Mundo Deportivo says the process had been slowed by Real Madrid’s election, but that the machinery has now been reactivated after Florentino’s re-election was confirmed. Real Madrid’s Electoral Board officially announced on June 7 that Florentino Pérez won with 21,741 votes, or 65%, while Enrique Riquelme received 11,814 votes, or 35%.
Why the election matters to this story
The election piece is not background filler. It changes the political temperature of the story. Barcelona, according to Mundo Deportivo, chose not to push ahead while Madrid were in the middle of a live presidential process. Now that Florentino has won and is staying in charge, the reported legal response is no longer hanging in suspense.

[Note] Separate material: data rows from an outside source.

//! Records and query types shared by every backend.
//!
//! Everything here is backend-neutral:
//!
//! - [`Item`], [`ItemPatch`] - inventory items and partial updates
//! - [`ItemQuery`], [`ItemFilter`], [`ItemSort`] - listing requests
//! - [`ExpiryReport`] - expired / near-expiry classification
//! - [`ItemType`], [`Location`] - cached reference data
//! - [`User`], [`LogEntry`] - accounts and the audit trail
//! - [`Backup`] - export/restore snapshots
//!
//! # Example
//!
//! ```
//! use larder_persistence::types::{Item, ItemFilter, ItemQuery, ItemSort, ItemSortField};
//!
//! let item = Item::new("A1", "Notebook").with_type("Stationery");
//! assert_eq!(item.item_id, "A1");
//!
//! let query = ItemQuery::new()
//!     .with_filter(ItemFilter::new().name_contains("note"))
//!     .with_sort(ItemSort::descending(ItemSortField::WarrantyExpiry))
//!     .with_page(0, 20);
//! assert_eq!(query.limit, 20);
//! ```

mod backup;
mod catalog;
mod expiry;
pub mod id;
mod item;
mod log;
mod query;
pub mod timestamp;
mod user;

pub use backup::{Backup, RestoreMode, RestoreReport};
pub use catalog::{ItemType, Location, LocationPatch, NewLocation};
pub use expiry::{
    build_report, classify, latest_storable_date, threshold_date, ExpiryBucket, ExpiryReport,
};
pub use item::{FieldValue, Item, ItemField, ItemPatch, MoveRecord, RelatedItem, DATE_FORMAT};
pub use log::{LogEntry, LogFilter};
pub use query::{
    ItemFilter, ItemQuery, ItemSort, ItemSortField, ItemStats, LocationChoices, MatchKind,
    SortDirection,
};
pub use user::{LoginEvent, NotificationSettings, User, LOGIN_HISTORY_LIMIT};
//! Location facade, cached.

use std::sync::Arc;

use crate::cache::list_key;
use crate::core::{BackendKind, LocationStore};
use crate::error::{StorageError, StorageResult};
use crate::types::{Location, LocationPatch, NewLocation, RestoreMode};

use super::Dispatch;

const AGGREGATE: &str = "locations";

/// Operations on storage locations.
///
/// Ids are backend-opaque; one that does not parse for the active backend
/// behaves like a missing record.
#[derive(Debug, Clone)]
pub struct LocationRepository {
    dispatch: Arc<Dispatch>,
}

impl LocationRepository {
    pub(crate) fn new(dispatch: Arc<Dispatch>) -> Self {
        Self { dispatch }
    }

    /// All locations ordered by `order`, then id.
    pub async fn list_all(&self) -> StorageResult<Vec<Location>> {
        let (kind, backend) = self.dispatch.active()?;
        self.dispatch
            .cache()
            .get_or_load(&list_key(AGGREGATE, kind), || backend.list_locations())
            .await
    }

    /// Inserts a location and returns its id.
    pub async fn insert(&self, location: &NewLocation) -> StorageResult<String> {
        let (kind, backend) = self.dispatch.active()?;
        let result = backend.insert_location(location).await;
        self.evict(kind).await;
        result
    }

    pub async fn update(&self, id: &str, patch: &LocationPatch) -> StorageResult<bool> {
        let (kind, backend) = self.dispatch.active()?;
        let result = backend.update_location(id, patch).await;
        self.evict(kind).await;
        result
    }

    /// Sets the display position of one location.
    pub async fn reorder(&self, id: &str, order: i64) -> StorageResult<bool> {
        let (kind, backend) = self.dispatch.active()?;
        let result = backend.reorder_location(id, order).await;
        self.evict(kind).await;
        result
    }

    pub async fn delete(&self, id: &str) -> StorageResult<bool> {
        let (kind, backend) = self.dispatch.active()?;
        let result = backend.delete_location(id).await;
        self.evict(kind).await;
        result
    }

    pub async fn get_all_for_backup(&self) -> StorageResult<Vec<NewLocation>> {
        let (_, backend) = self.dispatch.active()?;
        Ok(backend
            .list_locations()
            .await?
            .iter()
            .map(Location::to_new)
            .collect())
    }

    /// Restores locations keyed by `(floor, room, zone)` and returns how
    /// many were written.
    pub async fn restore(&self, locations: &[NewLocation], mode: RestoreMode) -> StorageResult<usize> {
        let (kind, backend) = self.dispatch.active()?;

        let result = async {
            let mut existing = backend.list_locations().await?;
            let mut written = 0;

            for location in locations {
                let matches: Vec<String> = existing
                    .iter()
                    .filter(|l| l.has_key(&location.floor, &location.room, &location.zone))
                    .map(|l| l.id.clone())
                    .collect();

                match (mode, matches.first()) {
                    (RestoreMode::Merge, Some(id)) => {
                        let patch = LocationPatch {
                            order: Some(location.order),
                            ..Default::default()
                        };
                        backend.update_location(id, &patch).await?;
                    }
                    (RestoreMode::Merge, None) => {
                        let id = backend.insert_location(location).await?;
                        existing.push(stored(id, location));
                    }
                    (RestoreMode::Replace, _) => {
                        for id in &matches {
                            backend.delete_location(id).await?;
                        }
                        existing.retain(|l| !matches.contains(&l.id));
                        let id = backend.insert_location(location).await?;
                        existing.push(stored(id, location));
                    }
                }
                written += 1;
            }
            Ok::<_, StorageError>(written)
        }
        .await;

        self.evict(kind).await;
        result
    }

    async fn evict(&self, kind: BackendKind) {
        self.dispatch.cache().evict(&list_key(AGGREGATE, kind)).await;
    }
}

fn stored(id: String, location: &NewLocation) -> Location {
    Location {
        id,
        floor: location.floor.clone(),
        room: location.room.clone(),
        zone: location.zone.clone(),
        order: location.order,
    }
}
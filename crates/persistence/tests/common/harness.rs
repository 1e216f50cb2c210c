//! Backend construction for the integration suites.

use std::sync::Arc;

#[cfg(feature = "sqlite")]
use larder_persistence::backends::sqlite::SqliteBackend;
use larder_persistence::cache::CacheAside;
use larder_persistence::core::{Backend, BackendSelector, DynBackend};
use larder_persistence::repository::Repositories;

/// A fresh in-memory SQLite backend with its schema.
#[cfg(feature = "sqlite")]
pub fn sqlite_backend() -> Arc<SqliteBackend> {
    let backend = SqliteBackend::in_memory().expect("Failed to create SQLite backend");
    backend.init_schema().expect("Failed to initialize schema");
    Arc::new(backend)
}

/// Facades over `backend` alone, with a private in-process cache.
pub fn repositories(backend: DynBackend) -> Repositories {
    let kind = backend.kind();
    Repositories::builder()
        .backend(backend)
        .selector(BackendSelector::fixed(kind))
        .cache(CacheAside::in_memory())
        .build()
}

#[cfg(feature = "sqlite")]
pub fn sqlite_repositories() -> Repositories {
    repositories(sqlite_backend())
}

#[cfg(feature = "mongodb")]
pub mod mongo {
    //! A MongoDB container shared by every test in the binary.
    //!
    //! Each backend gets its own database so tests never see each other's
    //! records.

    use std::sync::Arc;
    use std::sync::atomic::{AtomicUsize, Ordering};

    use larder_persistence::backends::mongodb::MongoBackend;
    use larder_persistence::core::Backend;
    use testcontainers::ImageExt;
    use testcontainers::runners::AsyncRunner;
    use testcontainers_modules::mongo::Mongo;
    use tokio::sync::OnceCell;

    struct SharedMongo {
        uri: String,
        /// Kept alive for the duration of the test binary.
        _container: testcontainers::ContainerAsync<Mongo>,
    }

    static SHARED_MONGO: OnceCell<SharedMongo> = OnceCell::const_new();
    static NEXT_DATABASE: AtomicUsize = AtomicUsize::new(0);

    async fn shared_mongo() -> &'static SharedMongo {
        SHARED_MONGO
            .get_or_init(|| async {
                let run_id = std::env::var("GITHUB_RUN_ID").unwrap_or_default();
                let container = Mongo::default()
                    .with_label("github.run_id", &run_id)
                    .start()
                    .await
                    .expect("Failed to start MongoDB container");

                let host = container.get_host().await.expect("Failed to get host");
                let port = container
                    .get_host_port_ipv4(27017)
                    .await
                    .expect("Failed to get host port");

                SharedMongo {
                    uri: format!("mongodb://{host}:{port}"),
                    _container: container,
                }
            })
            .await
    }

    /// A MongoBackend on a fresh database with its indexes.
    pub async fn mongo_backend() -> Arc<MongoBackend> {
        let shared = shared_mongo().await;
        let n = NEXT_DATABASE.fetch_add(1, Ordering::SeqCst);
        let database = format!("larder_test_{}_{}", std::process::id(), n);

        let backend = MongoBackend::connect(&shared.uri, &database)
            .await
            .expect("Failed to create MongoBackend");
        backend.initialize().await.expect("Failed to create indexes");
        Arc::new(backend)
    }
}
//! TypeStore and LocationStore implementations for MongoDB.

use async_trait::async_trait;
use futures::TryStreamExt;
use mongodb::bson::{doc, from_document, Document};

use crate::core::{LocationStore, TypeStore};
use crate::error::{ResourceError, StorageError, StorageResult};
use crate::types::id::{from_object_id, to_object_id};
use crate::types::{ItemType, Location, LocationPatch, NewLocation};

use super::backend::{LOCATIONS, TYPES};
use super::query::{is_duplicate_key, normalize_id};
use super::MongoBackend;

fn to_type(mut doc: Document) -> StorageResult<ItemType> {
    normalize_id(&mut doc);
    Ok(from_document(doc)?)
}

fn to_location(mut doc: Document) -> StorageResult<Location> {
    normalize_id(&mut doc);
    Ok(from_document(doc)?)
}

fn inserted_id(result: &mongodb::results::InsertOneResult) -> String {
    match result.inserted_id.as_object_id() {
        Some(oid) => from_object_id(&oid),
        None => result.inserted_id.to_string(),
    }
}

#[async_trait]
impl TypeStore for MongoBackend {
    async fn list_types(&self) -> StorageResult<Vec<ItemType>> {
        let docs: Vec<Document> = self
            .collection(TYPES)
            .find(Document::new())
            .sort(doc! { "name": 1, "_id": 1 })
            .await?
            .try_collect()
            .await?;
        docs.into_iter().map(to_type).collect()
    }

    async fn find_type(&self, name: &str) -> StorageResult<Option<ItemType>> {
        self.collection(TYPES)
            .find_one(doc! { "name": name })
            .await?
            .map(to_type)
            .transpose()
    }

    async fn insert_type(&self, name: &str) -> StorageResult<ItemType> {
        let result = self
            .collection(TYPES)
            .insert_one(doc! { "name": name })
            .await
            .map_err(|e| {
                if is_duplicate_key(&e) {
                    StorageError::Resource(ResourceError::DuplicateKey {
                        entity: "item type",
                        key: name.to_string(),
                    })
                } else {
                    e.into()
                }
            })?;

        Ok(ItemType {
            id: inserted_id(&result),
            name: name.to_string(),
        })
    }

    async fn delete_type(&self, name: &str) -> StorageResult<bool> {
        let result = self
            .collection(TYPES)
            .delete_one(doc! { "name": name })
            .await?;
        Ok(result.deleted_count > 0)
    }
}

#[async_trait]
impl LocationStore for MongoBackend {
    async fn list_locations(&self) -> StorageResult<Vec<Location>> {
        let docs: Vec<Document> = self
            .collection(LOCATIONS)
            .find(Document::new())
            .sort(doc! { "order": 1, "_id": 1 })
            .await?
            .try_collect()
            .await?;
        docs.into_iter().map(to_location).collect()
    }

    async fn insert_location(&self, location: &NewLocation) -> StorageResult<String> {
        let result = self
            .collection(LOCATIONS)
            .insert_one(doc! {
                "floor": &location.floor,
                "room": &location.room,
                "zone": &location.zone,
                "order": location.order,
            })
            .await?;
        Ok(inserted_id(&result))
    }

    async fn update_location(&self, id: &str, patch: &LocationPatch) -> StorageResult<bool> {
        let Some(oid) = to_object_id(id) else {
            return Ok(false);
        };

        let mut set = Document::new();
        if let Some(floor) = &patch.floor {
            set.insert("floor", floor);
        }
        if let Some(room) = &patch.room {
            set.insert("room", room);
        }
        if let Some(zone) = &patch.zone {
            set.insert("zone", zone);
        }
        if let Some(order) = patch.order {
            set.insert("order", order);
        }

        let filter = doc! { "_id": oid };
        if set.is_empty() {
            return Ok(self.collection(LOCATIONS).count_documents(filter).await? > 0);
        }

        let result = self
            .collection(LOCATIONS)
            .update_one(filter, doc! { "$set": set })
            .await?;
        Ok(result.matched_count > 0)
    }

    async fn reorder_location(&self, id: &str, order: i64) -> StorageResult<bool> {
        let Some(oid) = to_object_id(id) else {
            return Ok(false);
        };
        let result = self
            .collection(LOCATIONS)
            .update_one(doc! { "_id": oid }, doc! { "$set": { "order": order } })
            .await?;
        Ok(result.matched_count > 0)
    }

    async fn delete_location(&self, id: &str) -> StorageResult<bool> {
        let Some(oid) = to_object_id(id) else {
            return Ok(false);
        };
        let result = self
            .collection(LOCATIONS)
            .delete_one(doc! { "_id": oid })
            .await?;
        Ok(result.deleted_count > 0)
    }
}
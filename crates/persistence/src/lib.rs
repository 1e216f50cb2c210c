//! Larder Persistence Layer
//!
//! This crate stores the records of a household inventory tracker (items,
//! item types, locations, users and an audit log) in either of two stores
//! with identical observable behavior: a MongoDB document store or a SQLite
//! relational store.
//!
//! # Features
//!
//! - **Two Backends**: MongoDB and SQLite behind one set of store traits
//! - **Call-time Selection**: the active backend is resolved on every call
//! - **Atomic Array Mutation**: favorites, related items, move and login history
//! - **Cache-Aside**: type and location lists cached with a TTL and evicted on write
//! - **Backup/Restore**: backend-neutral snapshots with merge or replace
//!
//! # Backend Features
//!
//! Enable backends with feature flags in `Cargo.toml`:
//!
//! ```toml
//! [dependencies]
//! larder-persistence = { version = "0.1", features = ["mongodb", "redis"] }
//! ```
//!
//! Available features:
//! - `sqlite` (default) - SQLite with in-memory and file modes
//! - `mongodb` - MongoDB document storage
//! - `redis` - Redis cache backend
//!
//! # Architecture
//!
//! - [`types`] - Backend-neutral records, queries and patches
//! - [`error`] - Error types for all operations
//! - [`core`] - Store traits, array operations and the backend selector
//! - [`backends`] - Backend implementations
//! - [`cache`] - Cache backends and the cache-aside helper
//! - [`repository`] - Facades dispatching to the active backend
//! - [`config`] - Configuration from arguments and environment
//!
//! # Quick Start
//!
//! ```no_run
//! use larder_persistence::config::StorageConfig;
//! use larder_persistence::repository::Repositories;
//! use larder_persistence::types::{ItemFilter, ItemQuery};
//!
//! # async fn example() -> Result<(), Box<dyn std::error::Error>> {
//! let config = StorageConfig::from_env();
//! let repos = Repositories::open(&config).await?;
//!
//! let tools = repos
//!     .items()
//!     .list(&ItemQuery::new().with_filter(ItemFilter::new().item_type("Tools")))
//!     .await?;
//! println!("{} tools", tools.len());
//!
//! repos.shutdown().await?;
//! # Ok(())
//! # }
//! ```
//!
//! # Identifiers
//!
//! Items are addressed by their `ItemID` business key. Every other record
//! carries an opaque string `id` produced by the active backend; see
//! [`types::id`].

#![warn(rustdoc::missing_crate_level_docs)]

pub mod backends;
pub mod cache;
pub mod config;
pub mod core;
pub mod error;
pub mod repository;
pub mod types;

// Re-export commonly used types at crate root
pub use error::{StorageError, StorageResult};
pub use types::{Item, ItemFilter, ItemPatch, ItemQuery};

// Re-export core traits
pub use core::{
    ArrayFieldOps, Backend, BackendKind, BackendSelector, ItemStore, LocationStore, LogStore,
    StorageBackend, TypeStore, UserStore,
};

pub use config::StorageConfig;
pub use repository::Repositories;

/// Crate version.
pub const VERSION: &str = env!("CARGO_PKG_VERSION");

/// Crate name.
pub const NAME: &str = env!("CARGO_PKG_NAME");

That matters because the dispute is no longer framed as one official lashing out during an uncertain moment. It is being framed as a confrontation between two clubs whose current leadership is firmly in place. Florentino himself said after the election that he was “here to defend Real Madrid” and that the club would remain owned by its members, which only adds to the sense that this is becoming another institutional battle in a presidency built on strong public positioning.
There is also a practical reading here for Madridistas. Once the election ended, this story stopped being about whether Barcelona would wait and became about whether they were serious enough to follow through. The source report suggests the answer is yes. That does not mean a court fight has already started, but it does mean the threat is being presented as active rather than rhetorical.
The Negreira context is why this will not fade quietly
Florentino’s remarks were not random. In that May appearance, he said the Negreira case amounted to corruption and argued that the same referees were still around, tying that view to Real Madrid’s own complaints over officiating. Those comments were strong enough on their own. When you place them alongside the line about “seven stolen leagues,” it becomes easier to understand why Barcelona would consider them defamatory or at least damaging enough to answer legally.
From a Real Madrid angle, the bigger point is that this keeps the Negreira issue in circulation even when there is no fresh sporting event attached to it. Instead of moving back toward transfers, preseason planning, or coaching questions, the conversation swings again toward refereeing, public accusations, and legal escalation between rivals. That is why the story feels bigger than a simple media spat.
It also means every future public comment from either side will now carry more weight. Once legal action is reported to be close, the margin for loose messaging gets smaller. That is especially true in a rivalry where every institutional statement is read for hidden intent. This part is an inference, but it follows naturally from the report’s timing and the seriousness of the accusation.
What this means for Real Madrid
For Real Madrid, the immediate football impact is limited, but the institutional impact is not. A complaint from Barcelona against Florentino would deepen the sense that Madrid are operating in a climate where the club’s public leadership is as combative and closely watched as the team itself. For a president who just won another term and publicly framed his role around defending the club, that is not a small detail.
It could also shape how supporters interpret future club messaging around Spanish football governance. Madrid have been outspoken about officiating and the Negreira issue, and Florentino’s own words show he sees the matter in hard, structural terms. If Barcelona now move legally, the debate shifts from opinion and optics into a more formal arena.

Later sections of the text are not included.